The carryover effect of shading
UK research
In detailed studies in England, researchers shaded whole apple trees to provide three levels of shade: 37 per cent, 25 per cent and 11 per cent of full sunlight, in addition to 100 per cent full sunlight.
Fruit set
During the summer, fruit set was reduced in the shaded trees. The trees which received just 25 per cent of full sunlight had only 63 per cent of the fruit set found on trees which received 100 per cent full sunlight. This led to a direct reduction in the number of fruit per tree.
Fruit size
Fruit size was also reduced but not as badly, with trees receiving 25 per cent of full sunlight having apples 83 per cent as large as those on trees receiving 100 per cent of full sunlight.
The combination of reduced fruit numbers and reduced fruit size resulted in very significant reductions in yield per tree. Trees receiving 25 per cent of full sunlight had yields of just 52 per cent of the trees receiving 100 per cent of full sunlight.
USA research
Similar trends with Red Delicious trees in the USA showed that skin colour, fruit size and soluble solids were reduced in proportion to the increasing levels of shading.

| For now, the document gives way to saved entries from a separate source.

//! JPEG marker scanner.
//!
//! A JPEG stream is a sequence of marker segments. Dimensions live in the
//! Start Of Frame segment, which can follow any number of APPn, DQT, DHT and
//! COM segments, so the scanner walks segment lengths until it reaches one.
//!
//! # Segment Layout
//!
//! ```text
//! FF <code> <length: u16 BE, includes itself> <payload: length - 2 bytes>
//! SOF payload: <precision: u8> <height: u16 BE> <width: u16 BE> ...
//! ```

use std::ops::RangeInclusive;

use crate::error::DecodeError;
use crate::io::{ByteCursor, ByteOrder};

use super::info::{FormatTag, ImageInfo};

// =============================================================================
// JPEG Markers
// =============================================================================

/// Start Of Image marker
pub const SOI: [u8; 2] = [0xFF, 0xD8];

/// Prefix byte of every marker
const MARKER_PREFIX: u8 = 0xFF;

/// Start Of Frame codes carrying dimensions: baseline, extended sequential,
/// progressive and lossless (SOF0..SOF3)
const SOF_CODES: RangeInclusive<u8> = 0xC0..=0xC3;

// =============================================================================
// Decoder
// =============================================================================

/// Scan segments from offset 2 until a Start Of Frame segment is found.
///
/// Every iteration consumes at least four bytes and every read is bounds
/// checked, so the scan ends on any input: either at a frame header or with
/// `Truncated` once a length points past the buffer.
pub fn decode(data: &[u8]) -> Result<ImageInfo, DecodeError> {
    let mut cursor = ByteCursor::at(data, SOI.len())?;

    loop {
        if cursor.read_u8()? != MARKER_PREFIX {
            return Err(DecodeError::Malformed("expected JPEG marker prefix 0xFF"));
        }

        // Any number of 0xFF fill bytes may precede the marker code
        let mut code = cursor.read_u8()?;
        while code == MARKER_PREFIX {
            code = cursor.read_u8()?;
        }

        let length = cursor.read_u16(ByteOrder::BigEndian)? as usize;

        if SOF_CODES.contains(&code) {
            let _precision = cursor.read_u8()?;
            let height = cursor.read_u16(ByteOrder::BigEndian)?;
            let width = cursor.read_u16(ByteOrder::BigEndian)?;
            return ImageInfo::new(FormatTag::Jpeg, u32::from(width), u32::from(height));
        }

        if length < 2 {
            return Err(DecodeError::Malformed("JPEG segment length below 2"));
        }
        cursor.skip(length - 2)?;
    }
}

// =============================================================================
// Tests
// =============================================================================
use std::path::PathBuf;

use thiserror::Error;

/// Reasons a header decoder can reject a buffer.
///
/// These never escape [`crate::identify`]; every variant collapses to
/// [`crate::FormatTag::Unknown`] there. They exist so decoders can use `?`
/// and so the rejection reason can be logged.
#[derive(Debug, Clone, PartialEq, Eq, Error)]
pub enum DecodeError {
    /// A read would run past the end of the supplied buffer
    #[error("Read past end of buffer: needed {needed} bytes at offset {offset}, buffer has {available}")]
    Truncated {
        offset: usize,
        needed: usize,
        available: usize,
    },

    /// Header structure does not match the format's layout
    #[error("Malformed header: {0}")]
    Malformed(&'static str),

    /// The header parsed but one of the dimensions is zero
    #[error("Zero dimension: {width}x{height}")]
    ZeroDimension { width: u32, height: u32 },

    /// A required dimension field was never found
    #[error("Missing dimension: {0}")]
    MissingDimension(&'static str),

    /// The compressed body could not be inflated
    #[error("Inflate error: {0}")]
    Inflate(String),
}

/// Errors reading an input file for the command-line tool.
#[derive(Debug, Error)]
pub enum IoError {
    /// The file could not be opened
    #[error("Failed to open {}: {source}", .path.display())]
    Open {
        path: PathBuf,
        source: std::io::Error,
    },

    /// The file opened but reading it failed
    #[error("Failed to read {}: {source}", .path.display())]
    Read {
        path: PathBuf,
        source: std::io::Error,
    },
}
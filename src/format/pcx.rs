//! ZSoft PCX header.
//!
//! The image window is stored as two corners, little-endian u16 each:
//! `xmin, ymin, xmax, ymax` at offsets 4, 6, 8 and 10. Corners are
//! inclusive, so width is `xmax - xmin + 1`.

use crate::error::DecodeError;
use crate::io::{ByteCursor, ByteOrder};

use super::info::{FormatTag, ImageInfo};

const WINDOW_OFFSET: usize = 4;

pub fn decode(data: &[u8]) -> Result<ImageInfo, DecodeError> {
    let mut cursor = ByteCursor::at(data, WINDOW_OFFSET)?;
    let xmin = cursor.read_u16(ByteOrder::LittleEndian)?;
    let ymin = cursor.read_u16(ByteOrder::LittleEndian)?;
    let xmax = cursor.read_u16(ByteOrder::LittleEndian)?;
    let ymax = cursor.read_u16(ByteOrder::LittleEndian)?;

    let width = span(xmin, xmax)?;
    let height = span(ymin, ymax)?;
    ImageInfo::new(FormatTag::Pcx, width, height)
}

fn span(min: u16, max: u16) -> Result<u32, DecodeError> {
    max.checked_sub(min)
        .map(|extent| u32::from(extent) + 1)
        .ok_or(DecodeError::Malformed("PCX window corners are inverted"))
}
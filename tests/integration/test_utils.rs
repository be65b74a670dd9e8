//! Test utilities for integration tests.
//!
//! Fixture builders for every supported format. Formats the `image` crate can
//! encode are produced by it; the rest are assembled byte by byte from their
//! header layouts and padded to the minimum prefix length.

use std::io::{Cursor, Write};

use flate2::write::ZlibEncoder;
use flate2::Compression;
use image::codecs::jpeg::JpegEncoder;
use image::{GrayImage, ImageFormat, Luma, Rgb, RgbImage, Rgba, RgbaImage};

use imgprobe::MIN_PREFIX_LEN;

/// Pad `data` with zeros up to the minimum prefix length.
pub fn pad(mut data: Vec<u8>) -> Vec<u8> {
    if data.len() < MIN_PREFIX_LEN {
        data.resize(MIN_PREFIX_LEN, 0);
    }
    data
}

// =============================================================================
// Real Codec Fixtures
// =============================================================================

/// Create a test JPEG image with a simple gradient pattern.
pub fn create_test_jpeg(width: u32, height: u32, quality: u8) -> Vec<u8> {
    let img = GrayImage::from_fn(width, height, |x, y| {
        let val = ((x + y) % 256) as u8;
        Luma([val])
    });

    let mut buf = Vec::new();
    let mut encoder = JpegEncoder::new_with_quality(&mut buf, quality);
    encoder.encode_image(&img).unwrap();
    buf
}

/// Create a test RGB JPEG image.
pub fn create_test_rgb_jpeg(width: u32, height: u32, quality: u8) -> Vec<u8> {
    let img = RgbImage::from_fn(width, height, |x, y| {
        let r = (x % 256) as u8;
        let g = (y % 256) as u8;
        let b = ((x + y) % 256) as u8;
        Rgb([r, g, b])
    });

    let mut buf = Vec::new();
    let mut encoder = JpegEncoder::new_with_quality(&mut buf, quality);
    encoder.encode_image(&img).unwrap();
    buf
}

/// Encode an RGBA gradient with the `image` crate's encoder for `format`.
pub fn create_test_image(format: ImageFormat, width: u32, height: u32) -> Vec<u8> {
    let img = RgbaImage::from_fn(width, height, |x, y| {
        Rgba([(x % 256) as u8, (y % 256) as u8, ((x * y) % 256) as u8, 255])
    });

    let mut buf = Cursor::new(Vec::new());
    img.write_to(&mut buf, format).unwrap();
    buf.into_inner()
}

// =============================================================================
// Binary Header Fixtures
// =============================================================================

pub fn create_mng(width: u32, height: u32) -> Vec<u8> {
    let mut data = vec![0x8A, 0x4D, 0x4E, 0x47, 0x0D, 0x0A, 0x1A, 0x0A];
    data.extend_from_slice(&28u32.to_be_bytes());
    data.extend_from_slice(b"MHDR");
    data.extend_from_slice(&width.to_be_bytes());
    data.extend_from_slice(&height.to_be_bytes());
    pad(data)
}

fn riff_webp(chunk: &[u8; 4], payload: &[u8]) -> Vec<u8> {
    let mut data = b"RIFF".to_vec();
    data.extend_from_slice(&((payload.len() + 12) as u32).to_le_bytes());
    data.extend_from_slice(b"WEBP");
    data.extend_from_slice(chunk);
    data.extend_from_slice(&(payload.len() as u32).to_le_bytes());
    data.extend_from_slice(payload);
    pad(data)
}

/// Lossy (`VP8 `) WebP keyframe header.
pub fn create_webp_lossy(width: u16, height: u16) -> Vec<u8> {
    let mut payload = vec![0x50, 0x2F, 0x01, 0x9D, 0x01, 0x2A];
    payload.extend_from_slice(&width.to_le_bytes());
    payload.extend_from_slice(&height.to_le_bytes());
    payload.resize(64, 0);
    riff_webp(b"VP8 ", &payload)
}

/// Lossless (`VP8L`) WebP header.
pub fn create_webp_lossless(width: u32, height: u32) -> Vec<u8> {
    let bits = (width - 1) | ((height - 1) << 14) | (1 << 28);
    let mut payload = vec![0x2F];
    payload.extend_from_slice(&bits.to_le_bytes());
    payload.resize(64, 0);
    riff_webp(b"VP8L", &payload)
}

/// Extended (`VP8X`) WebP canvas header.
pub fn create_webp_extended(width: u32, height: u32) -> Vec<u8> {
    let mut payload = vec![0x10, 0, 0, 0];
    payload.extend_from_slice(&(width - 1).to_le_bytes()[..3]);
    payload.extend_from_slice(&(height - 1).to_le_bytes()[..3]);
    riff_webp(b"VP8X", &payload)
}

/// Windows BMP with a BITMAPINFOHEADER. Negative height is top-down.
pub fn create_bmp(width: i32, height: i32) -> Vec<u8> {
    let mut data = b"BM".to_vec();
    data.extend_from_slice(&0u32.to_le_bytes());
    data.extend_from_slice(&0u32.to_le_bytes());
    data.extend_from_slice(&54u32.to_le_bytes());
    data.extend_from_slice(&40u32.to_le_bytes());
    data.extend_from_slice(&width.to_le_bytes());
    data.extend_from_slice(&height.to_le_bytes());
    data.extend_from_slice(&1u16.to_le_bytes());
    data.extend_from_slice(&24u16.to_le_bytes());
    pad(data)
}

pub fn create_psd(width: u32, height: u32) -> Vec<u8> {
    let mut data = b"8BPS".to_vec();
    data.extend_from_slice(&1u16.to_be_bytes());
    data.extend_from_slice(&[0; 6]);
    data.extend_from_slice(&3u16.to_be_bytes());
    data.extend_from_slice(&height.to_be_bytes());
    data.extend_from_slice(&width.to_be_bytes());
    data.extend_from_slice(&8u16.to_be_bytes());
    data.extend_from_slice(&3u16.to_be_bytes());
    pad(data)
}

/// Photo CD image pack; bit 0 of the orientation byte selects landscape.
pub fn create_pcd(landscape: bool) -> Vec<u8> {
    let mut data = vec![0xFF; 0x1000];
    data[0x800..0x807].copy_from_slice(b"PCD_IPI");
    data[0x0E02] = if landscape { 0x01 } else { 0x00 };
    data
}

pub fn create_sgi(width: u16, height: u16) -> Vec<u8> {
    let mut data = vec![0x01, 0xDA, 0x5B, 0x01, 0x00, 0x5D];
    data.extend_from_slice(&width.to_be_bytes());
    data.extend_from_slice(&height.to_be_bytes());
    data.extend_from_slice(&3u16.to_be_bytes());
    pad(data)
}

pub fn create_sun_raster(width: u32, height: u32) -> Vec<u8> {
    let mut data = vec![0x59, 0xA6, 0x6A, 0x95];
    data.extend_from_slice(&width.to_be_bytes());
    data.extend_from_slice(&height.to_be_bytes());
    data.extend_from_slice(&24u32.to_be_bytes());
    pad(data)
}

/// PCX header with an image window anchored at `(xmin, ymin)`.
pub fn create_pcx(xmin: u16, ymin: u16, width: u16, height: u16) -> Vec<u8> {
    let mut data = vec![0x0A, 0x05, 0x01, 0x08];
    for value in [xmin, ymin, xmin + width - 1, ymin + height - 1] {
        data.extend_from_slice(&value.to_le_bytes());
    }
    data.resize(128, 0);
    data
}

// -----------------------------------------------------------------------------
// SWF
// -----------------------------------------------------------------------------

/// Pack a SWF RECT (`nbits` header + four fields) MSB-first.
pub fn swf_rect(nbits: u32, xmin: i32, xmax: i32, ymin: i32, ymax: i32) -> Vec<u8> {
    let mut bits: Vec<bool> = (0..5).rev().map(|i| (nbits >> i) & 1 == 1).collect();
    for field in [xmin, xmax, ymin, ymax] {
        for i in (0..nbits).rev() {
            bits.push((field >> i) & 1 == 1);
        }
    }

    bits.chunks(8)
        .map(|chunk| {
            chunk
                .iter()
                .enumerate()
                .fold(0u8, |byte, (i, &bit)| byte | (u8::from(bit) << (7 - i)))
        })
        .collect()
}

/// Uncompressed SWF sized `width` x `height` pixels.
pub fn create_swf(width: i32, height: i32) -> Vec<u8> {
    let mut data = b"FWS\x0A".to_vec();
    data.extend_from_slice(&1000u32.to_le_bytes());
    data.extend(swf_rect(16, 0, width * 20, 0, height * 20));
    data.extend_from_slice(&[0x00, 0x18, 0x01, 0x00]);
    pad(data)
}

/// zlib-compressed SWF sized `width` x `height` pixels.
pub fn create_cws(width: i32, height: i32) -> Vec<u8> {
    let mut body = swf_rect(16, 0, width * 20, 0, height * 20);
    body.extend_from_slice(&[0x00, 0x18, 0x01, 0x00]);
    // Tag stream filler so the inflated body exceeds the inflate cap
    body.extend((0..4096u32).map(|i| (i % 251) as u8));

    let mut encoder = ZlibEncoder::new(Vec::new(), Compression::default());
    encoder.write_all(&body).unwrap();
    let compressed = encoder.finish().unwrap();

    let mut data = b"CWS\x0A".to_vec();
    data.extend_from_slice(&((body.len() + 8) as u32).to_le_bytes());
    data.extend(compressed);
    pad(data)
}

// -----------------------------------------------------------------------------
// TIFF
// -----------------------------------------------------------------------------

#[derive(Clone, Copy)]
pub enum ByteOrderType {
    LittleEndian,
    BigEndian,
}

/// Builder for single-IFD test TIFF files.
pub struct TiffBuilder {
    byte_order: ByteOrderType,
    ifd_offset: u32,
    entries: Vec<(u16, u16, u32)>,
}

impl TiffBuilder {
    pub fn new() -> Self {
        Self {
            byte_order: ByteOrderType::LittleEndian,
            ifd_offset: 8,
            entries: Vec::new(),
        }
    }

    pub fn with_byte_order(mut self, order: ByteOrderType) -> Self {
        self.byte_order = order;
        self
    }

    /// Place the IFD at `offset` instead of directly after the header.
    pub fn with_ifd_offset(mut self, offset: u32) -> Self {
        self.ifd_offset = offset;
        self
    }

    /// Add an entry with a single inline value.
    pub fn add_entry(mut self, tag: u16, field_type: u16, value: u32) -> Self {
        self.entries.push((tag, field_type, value));
        self
    }

    /// Build the TIFF file data.
    pub fn build(self) -> Vec<u8> {
        let mut data = match self.byte_order {
            ByteOrderType::LittleEndian => b"II".to_vec(),
            ByteOrderType::BigEndian => b"MM".to_vec(),
        };
        self.write_u16(&mut data, 42);
        self.write_u32(&mut data, self.ifd_offset);
        data.resize(self.ifd_offset as usize, 0);

        self.write_u16(&mut data, self.entries.len() as u16);
        for &(tag, field_type, value) in &self.entries {
            self.write_u16(&mut data, tag);
            self.write_u16(&mut data, field_type);
            self.write_u32(&mut data, 1);
            match field_type {
                1 | 6 => data.extend_from_slice(&[value as u8, 0, 0, 0]),
                3 | 8 => {
                    self.write_u16(&mut data, value as u16);
                    data.extend_from_slice(&[0, 0]);
                }
                _ => self.write_u32(&mut data, value),
            }
        }
        self.write_u32(&mut data, 0); // next IFD

        pad(data)
    }

    fn write_u16(&self, data: &mut Vec<u8>, value: u16) {
        match self.byte_order {
            ByteOrderType::LittleEndian => data.extend(&value.to_le_bytes()),
            ByteOrderType::BigEndian => data.extend(&value.to_be_bytes()),
        }
    }

    fn write_u32(&self, data: &mut Vec<u8>, value: u32) {
        match self.byte_order {
            ByteOrderType::LittleEndian => data.extend(&value.to_le_bytes()),
            ByteOrderType::BigEndian => data.extend(&value.to_be_bytes()),
        }
    }
}

impl Default for TiffBuilder {
    fn default() -> Self {
        Self::new()
    }
}

/// Typical baseline TIFF IFD: subfile type, dimensions, bits, compression,
/// photometric interpretation.
pub fn create_tiff(byte_order: ByteOrderType, width: u32, height: u32) -> Vec<u8> {
    TiffBuilder::new()
        .with_byte_order(byte_order)
        .add_entry(254, 4, 0)
        .add_entry(256, 3, width)
        .add_entry(257, 3, height)
        .add_entry(258, 3, 8)
        .add_entry(259, 3, 1)
        .add_entry(262, 3, 2)
        .build()
}

// =============================================================================
// Text Header Fixtures
// =============================================================================

pub fn create_pnm(magic: &str, width: u32, height: u32) -> Vec<u8> {
    let header = format!("{}\n# created by test\n{} {}\n255\n", magic, width, height);
    pad(header.into_bytes())
}

pub fn create_xv_thumbnail(width: u32, height: u32) -> Vec<u8> {
    let header = format!(
        "P7 332\n#XVVERSION:Version 2.28  Rev: 9/26/92\n#IMGINFO:{w}x{h} Color JPEG\n#END_OF_COMMENTS\n{w} {h} 255\n",
        w = width,
        h = height
    );
    pad(header.into_bytes())
}

pub fn create_pam(width: u32, height: u32) -> Vec<u8> {
    let header = format!(
        "P7\nWIDTH {}\nHEIGHT {}\nDEPTH 4\nMAXVAL 255\nTUPLTYPE RGB_ALPHA\nENDHDR\n",
        width, height
    );
    pad(header.into_bytes())
}

pub fn create_xbm(width: u32, height: u32) -> Vec<u8> {
    let text = format!(
        "#define image_width {}\n#define image_height {}\nstatic unsigned char image_bits[] = {{\n   0x00, 0x00, 0x00, 0x00, 0x00, 0x00, 0x00 }};\n",
        width, height
    );
    pad(text.into_bytes())
}

pub fn create_xpm(width: u32, height: u32) -> Vec<u8> {
    let text = format!(
        "/* XPM */\nstatic char * image_xpm[] = {{\n\"{} {} 2 1\",\n\"  c None\",\n\". c #FF0000\",\n",
        width, height
    );
    pad(text.into_bytes())
}

pub fn create_svg(width: &str, height: &str) -> Vec<u8> {
    let text = format!(
        "<svg xmlns=\"http://www.w3.org/2000/svg\" width=\"{}\" height=\"{}\">\n  <rect width=\"10\" height=\"10\"/>\n</svg>\n",
        width, height
    );
    pad(text.into_bytes())
}
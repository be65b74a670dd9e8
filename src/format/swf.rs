//! Shockwave Flash frame size.
//!
//! The frame size is a RECT record starting at byte 8 of an uncompressed
//! (`FWS`) file: a 5-bit field width `nbits`, then `xmin`, `xmax`, `ymin`,
//! `ymax` as signed `nbits`-wide fields packed MSB-first. Units are twips
//! (1/20 pixel).
//!
//! A compressed (`CWS`) file keeps its 8-byte header in the clear and
//! zlib-compresses everything after it, so the RECT is the first thing in
//! the inflated stream.

use std::io::Read;

use flate2::read::ZlibDecoder;
use tracing::trace;

use crate::error::DecodeError;

use super::info::{FormatTag, ImageInfo};

/// Offset of the RECT record in an uncompressed file, and of the zlib
/// stream in a compressed one
const BODY_OFFSET: usize = 8;

/// Hard cap on inflated output for `CWS` files
pub const SWF_INFLATE_LIMIT: usize = 1024;

const TWIPS_PER_PIXEL: i32 = 20;

// =============================================================================
// Decoders
// =============================================================================

/// Decode an uncompressed `FWS` file.
pub fn decode(data: &[u8]) -> Result<ImageInfo, DecodeError> {
    let body = data.get(BODY_OFFSET..).ok_or(DecodeError::Truncated {
        offset: BODY_OFFSET,
        needed: 1,
        available: data.len(),
    })?;
    decode_rect(body)
}

/// Decode a zlib-compressed `CWS` file.
///
/// At most [`SWF_INFLATE_LIMIT`] bytes are inflated. The input is usually a
/// file prefix, so a stream that ends early is accepted as long as it
/// produced output.
pub fn decode_compressed(data: &[u8]) -> Result<ImageInfo, DecodeError> {
    let compressed = data.get(BODY_OFFSET..).unwrap_or_default();

    let mut inflated = Vec::with_capacity(SWF_INFLATE_LIMIT);
    let result = ZlibDecoder::new(compressed)
        .take(SWF_INFLATE_LIMIT as u64)
        .read_to_end(&mut inflated);

    if let Err(e) = result {
        if inflated.is_empty() {
            return Err(DecodeError::Inflate(e.to_string()));
        }
        trace!(error = %e, inflated = inflated.len(), "Compressed SWF stream cut short");
    }

    decode_rect(&inflated)
}

fn decode_rect(rect: &[u8]) -> Result<ImageInfo, DecodeError> {
    let mut bits = BitReader::new(rect);
    let nbits = bits.read_unsigned(5)?;

    let _xmin = bits.read_signed(nbits)?;
    let xmax = bits.read_signed(nbits)?;
    let _ymin = bits.read_signed(nbits)?;
    let ymax = bits.read_signed(nbits)?;

    if xmax <= 0 || ymax <= 0 {
        return Err(DecodeError::Malformed("SWF frame size is not positive"));
    }

    // Non-negative after the check above
    let width = (xmax / TWIPS_PER_PIXEL) as u32;
    let height = (ymax / TWIPS_PER_PIXEL) as u32;
    ImageInfo::new(FormatTag::Swf, width, height)
}

// =============================================================================
// BitReader
// =============================================================================

/// MSB-first bit reader over a byte slice.
struct BitReader<'a> {
    data: &'a [u8],
    bit_pos: usize,
}

impl<'a> BitReader<'a> {
    fn new(data: &'a [u8]) -> Self {
        Self { data, bit_pos: 0 }
    }

    /// Read `n` bits (at most 32) as an unsigned value.
    fn read_unsigned(&mut self, n: u32) -> Result<u32, DecodeError> {
        let end = self.bit_pos + n as usize;
        if end > self.data.len() * 8 {
            return Err(DecodeError::Truncated {
                offset: self.bit_pos / 8,
                needed: end.div_ceil(8) - self.bit_pos / 8,
                available: self.data.len(),
            });
        }

        let mut value: u64 = 0;
        for pos in self.bit_pos..end {
            let bit = (self.data[pos / 8] >> (7 - pos % 8)) & 1;
            value = (value << 1) | u64::from(bit);
        }
        self.bit_pos = end;
        Ok(value as u32)
    }

    /// Read `n` bits as a two's complement signed value.
    fn read_signed(&mut self, n: u32) -> Result<i32, DecodeError> {
        if n == 0 {
            return Ok(0);
        }
        let raw = self.read_unsigned(n)?;
        let shift = 32 - n;
        Ok(((raw << shift) as i32) >> shift)
    }
}

// =============================================================================
// Tests
// =============================================================================
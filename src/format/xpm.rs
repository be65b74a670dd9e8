//! X PixMap.
//!
//! XPM files are C source holding an array of strings. The first string is
//! the values line, `"<width> <height> <colors> <chars per pixel> ..."`:
//!
//! ```text
//! /* XPM */
//! static char * icon[] = {
//! "64 38 2 1",
//! ```

use crate::error::DecodeError;
use crate::io::ByteCursor;

use super::info::{FormatTag, ImageInfo};

const QUOTE: u8 = b'"';

pub fn decode(data: &[u8]) -> Result<ImageInfo, DecodeError> {
    let mut lines = ByteCursor::new(data);

    while let Some(line) = lines.read_line() {
        for group in line.split(|&b| b == QUOTE).skip(1).step_by(2) {
            if let Some((width, height)) = values_line(group)? {
                return ImageInfo::new(FormatTag::Xpm, width, height);
            }
        }
    }

    Err(DecodeError::MissingDimension("XPM values line"))
}

/// Width and height from a quoted group starting with at least three
/// whitespace-separated unsigned integers. A matching group whose numbers
/// overflow u32 fails the decode.
fn values_line(group: &[u8]) -> Result<Option<(u32, u32)>, DecodeError> {
    let mut cursor = ByteCursor::new(group);
    let mut tokens = [&group[..0]; 3];

    for token in &mut tokens {
        cursor.skip_whitespace();
        match cursor.read_token() {
            Ok(digits) if digits.iter().all(u8::is_ascii_digit) => *token = digits,
            _ => return Ok(None),
        }
    }

    let [width, height, colors] = tokens.map(|digits| {
        ByteCursor::new(digits)
            .read_decimal()
            .map_err(|_| DecodeError::Malformed("XPM value overflows u32"))
    });
    colors?;
    Ok(Some((width?, height?)))
}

A carryover effect of shading during one season on fruit production in a second season was also studied.
Flower clusters
Trees that were shaded the first season but received full sunlight the second season, showed very drastic reductions in the number of flower clusters per tree in the second year.
Trees receiving just 25 per cent of full sunlight in the first year had the number of flower clusters reduced by 49 per cent of full sunlight trees. Fruit set during the second year was reduced only on trees receiving 11 per cent of full sunlight.
These reductions in cluster number and fruit set led to large reductions in the number of fruits per tree.
Fruit size during the second year on the shaded trees was slightly larger than on the trees that received full sunlight. This occurred because the trees had very few fruits. The combined effect of reduced fruit numbers and little change of fruit size resulted in large differences in yield.
Trees which received 25 per cent of full sunlight produced just 54 per cent of the yield of trees receiving 100 per cent full sunlight.
The results are important, and may surprise many fruit growers because these significant reductions in yield occurred during a season when the trees received full sunlight. The yield reductions were a carryover effect resulting from shading during the previous season.
There is little doubt that such carryover yield reductions occur with many types of fruit, not only apples.
Transient shade is good shade
If light distribution is poor, shading can become so severe that fruit number and fruit quality are reduced. However, temporary shade or transient shade can be beneficial.
In hot, sunny climates, heavy shade can be harmful, but limited shade can be helpful.
In the upper, outside areas of tree canopies, fruit may be exposed to full sunlight and become sunburnt. In many sunny fruit growing districts it is necessary to provide some transient shade to protect fruit from sunburn.
Pruning that reduces sunburn
Certain methods of pruning can be used to create transient shade and reduce sunburn. Fruiting branches and fruiting units which are stiff and allow limited fruit movement during the growing season, have less fruit sunburn.
When a fruit skin moves from a shaded to a sunny position on hot days it usually sunburns badly. Branches and fruiting wood can be stiffened by making heading cuts into one-year-old or older wood. This method is called ‘short pruning’ as opposed to ‘long pruning’ where fruiting wood is left with long ‘hangers’ that gradually bend under the weight of the fruit that can then sunburn.